When this happens in education, education standards necessarily go down, because the teacher is busy trying to meet “targets” for fear of losing their job, and they no longer have the time to focus on students. As the situation deteriorates, the public is told to blame the teachers for not meeting their performance targets and the curriculum for not being up to date. There is no focus on political leadership and how it has destroyed education. That’s what’s happening with the new curriculum.
Meanwhile, celebration of exam results every year will have more and more children saying that when they grow up, they want to become CEOs.
e) Commercialization of university education
In the neoliberal age, universities no longer train graduates for the industry. Universities ARE the industry. Because their job is to make money, not to serve the public good, universities are also following market trends. If Kenyans believe that the only jobs available are in business, NGOs, government and media, Kenyan universities will offer those degrees, regardless whether the country needs those graduates are not. I always say that if more and more young men are forced to hustle by washing cars, eventually a university will offer a BSc in “vehicle sanitation.” And from the university’s senate to the Commission of University Education, everyone will approve the degree, because the market surveys will show how many men at car washes will be potential students for the degree, and how cars would look better if young car washers know how to polish cars, not just wash cars with soap and water.
As long as the measure of universities is the market and the balance sheet, not the public good, universities will have no incentive to train in expensive degrees that require investment in equipment and faculty.

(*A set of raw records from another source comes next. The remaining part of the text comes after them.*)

use criterion::{black_box, criterion_group, criterion_main, Criterion};
use math_sparse_bcsr::{BcsrMatrix, CooMatrix};

/// Build a banded n x n test matrix with a pentadiagonal pattern
fn banded_coo(n: usize) -> CooMatrix {
    let mut coo = CooMatrix::with_capacity(n, n, 5 * n);
    for i in 0..n {
        for offset in [-2i64, -1, 0, 1, 2] {
            let j = i as i64 + offset;
            if j >= 0 && (j as usize) < n {
                coo.push(i, j as usize, 1.0 / (1.0 + offset.abs() as f64))
                    .unwrap();
            }
        }
    }
    coo
}

fn bench_from_coo(c: &mut Criterion) {
    let coo = banded_coo(1024);

    c.bench_function("from_coo_1024_b2", |b| {
        b.iter(|| BcsrMatrix::from_coo(black_box(&coo), 2).unwrap())
    });

    c.bench_function("from_coo_1024_b4", |b| {
        b.iter(|| BcsrMatrix::from_coo(black_box(&coo), 4).unwrap())
    });
}

fn bench_from_dense(c: &mut Criterion) {
    let dense = banded_coo(512).to_dense();

    c.bench_function("from_dense_512_b4", |b| {
        b.iter(|| BcsrMatrix::from_dense(black_box(&dense), 4, 1e-15).unwrap())
    });
}

criterion_group!(benches, bench_from_coo, bench_from_dense);
criterion_main!(benches);
//! Two-step delete: the user asks, the user confirms, then the server is called.
//!
//! Nothing is removed from the cache until the server has confirmed the delete.

use std::{
    fmt,
    sync::{Arc, Mutex, MutexGuard, PoisonError},
};

use shared::{domain::EventId, error::ApiError};
use thiserror::Error;
use tokio::sync::broadcast;
use tracing::{info, warn};

use crate::{
    cache::{EntityCache, EntityKey, KeyFilter},
    ClientEvent, EventsApi, Resource, EVENT_LIST_ROUTE,
};

const DEFAULT_DELETE_ERROR: &str = "failed to delete event, please try again later";

#[derive(Debug, Clone, Copy, PartialEq, Eq)]
pub enum DeletionStatus {
    Idle,
    AwaitingConfirmation,
    Pending,
    Succeeded,
    Failed,
}

#[derive(Debug, Clone, Copy, PartialEq, Eq)]
pub enum DeletionAction {
    RequestDelete,
    Cancel,
    Confirm,
    Reset,
}

impl fmt::Display for DeletionAction {
    fn fmt(&self, f: &mut fmt::Formatter<'_>) -> fmt::Result {
        let name = match self {
            Self::RequestDelete => "request_delete",
            Self::Cancel => "cancel",
            Self::Confirm => "confirm",
            Self::Reset => "reset",
        };
        f.write_str(name)
    }
}

#[derive(Debug, Error)]
pub enum DeletionError {
    #[error("cannot {action} while deletion is {from:?}")]
    InvalidTransition {
        from: DeletionStatus,
        action: DeletionAction,
    },
    #[error("delete failed: {0}")]
    Remote(#[from] ApiError),
}

#[derive(Debug, Clone, PartialEq, Eq)]
pub struct DeletionRequest {
    pub key: EntityKey,
    pub confirmed: bool,
    pub status: DeletionStatus,
    pub error_message: Option<String>,
}

pub struct DeletionFlow {
    id: EventId,
    api: Arc<dyn EventsApi>,
    cache: Arc<EntityCache<Resource>>,
    events: broadcast::Sender<ClientEvent>,
    request: Mutex<DeletionRequest>,
}

impl DeletionFlow {
    pub fn new(
        id: EventId,
        api: Arc<dyn EventsApi>,
        cache: Arc<EntityCache<Resource>>,
        events: broadcast::Sender<ClientEvent>,
    ) -> Self {
        let request = DeletionRequest {
            key: EntityKey::event(&id),
            confirmed: false,
            status: DeletionStatus::Idle,
            error_message: None,
        };
        Self {
            id,
            api,
            cache,
            events,
            request: Mutex::new(request),
        }
    }

    pub fn snapshot(&self) -> DeletionRequest {
        self.request().clone()
    }

    pub fn status(&self) -> DeletionStatus {
        self.request().status
    }

    pub fn request_delete(&self) -> Result<(), DeletionError> {
        self.transition(
            DeletionAction::RequestDelete,
            &[DeletionStatus::Idle],
            DeletionStatus::AwaitingConfirmation,
        )
    }

    pub fn cancel(&self) -> Result<(), DeletionError> {
        self.transition(
            DeletionAction::Cancel,
            &[DeletionStatus::AwaitingConfirmation, DeletionStatus::Failed],
            DeletionStatus::Idle,
        )
    }

    /// Back to `Idle` on navigation away. A pending delete cannot be abandoned.
    pub fn reset(&self) -> Result<(), DeletionError> {
        self.transition(
            DeletionAction::Reset,
            &[
                DeletionStatus::Idle,
                DeletionStatus::AwaitingConfirmation,
                DeletionStatus::Succeeded,
                DeletionStatus::Failed,
            ],
            DeletionStatus::Idle,
        )
    }

    /// Sends the delete. Also the retry path out of `Failed`.
    pub async fn confirm(&self) -> Result<(), DeletionError> {
        self.transition(
            DeletionAction::Confirm,
            &[DeletionStatus::AwaitingConfirmation, DeletionStatus::Failed],
            DeletionStatus::Pending,
        )?;

        match self.api.delete_event(&self.id).await {
            Ok(()) => {
                self.forget_deleted();
                self.finish(DeletionStatus::Succeeded, None);
                info!(id = %self.id, "deletion: succeeded");
                let _ = self
                    .events
                    .send(ClientEvent::NavigationRequested(EVENT_LIST_ROUTE.to_string()));
                Ok(())
            }
            Err(err) => {
                let message = if err.message.trim().is_empty() {
                    DEFAULT_DELETE_ERROR.to_string()
                } else {
                    err.message.clone()
                };
                warn!(
                    id = %self.id,
                    code = ?err.code,
                    retry_safe = err.code.is_retry_safe(),
                    error = %message,
                    "deletion: failed"
                );
                if err.code.requires_reconcile() {
                    self.cache
                        .invalidate(&KeyFilter::Collection(EntityKey::event_list().collection));
                }
                self.finish(DeletionStatus::Failed, Some(message));
                Err(DeletionError::Remote(err))
            }
        }
    }

    /// Drops the deleted event from the cached list and marks the collection
    /// stale. The deleted detail key is not refetched.
    fn forget_deleted(&self) {
        let list_key = EntityKey::event_list();
        let current = self.cache.read(&list_key);
        if let Some(items) = current.value.as_ref().and_then(Resource::as_event_list) {
            let remaining: Vec<_> = items
                .iter()
                .filter(|item| item.id != self.id)
                .cloned()
                .collect();
            if remaining.len() != items.len() {
                let epoch = self.cache.next_epoch(&list_key);
                self.cache
                    .write(&list_key, Some(Resource::EventList(remaining)), epoch);
            }
        }
        self.cache
            .invalidate(&KeyFilter::Collection(list_key.collection));
    }

    fn transition(
        &self,
        action: DeletionAction,
        allowed: &[DeletionStatus],
        next: DeletionStatus,
    ) -> Result<(), DeletionError> {
        {
            let mut request = self.request();
            if !allowed.contains(&request.status) {
                return Err(DeletionError::InvalidTransition {
                    from: request.status,
                    action,
                });
            }
            request.status = next;
            match next {
                DeletionStatus::Pending => {
                    request.confirmed = true;
                    request.error_message = None;
                }
                DeletionStatus::Idle => {
                    request.confirmed = false;
                    request.error_message = None;
                }
                _ => {}
            }
        }
        self.emit(next);
        Ok(())
    }

    fn finish(&self, status: DeletionStatus, error_message: Option<String>) {
        {
            let mut request = self.request();
            request.status = status;
            request.error_message = error_message;
        }
        self.emit(status);
    }

    fn emit(&self, status: DeletionStatus) {
        let _ = self.events.send(ClientEvent::DeletionStateChanged {
            key: EntityKey::event(&self.id),
            status,
        });
    }

    fn request(&self) -> MutexGuard<'_, DeletionRequest> {
        self.request.lock().unwrap_or_else(PoisonError::into_inner)
    }
}

#[cfg(test)]
#[path = "tests/deletion_tests.rs"]
mod tests;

It is in universities’ commercial interests to train students only in social sciences, and that can only be resolved by political and educational leadership that cares about people, not profit.
But again, rather than deal with the orientation of university education, the government has chosen to force kids into technical subjects, regardless of the availability of the resources to properly learn those subjects, the students’ interests or the career prospects.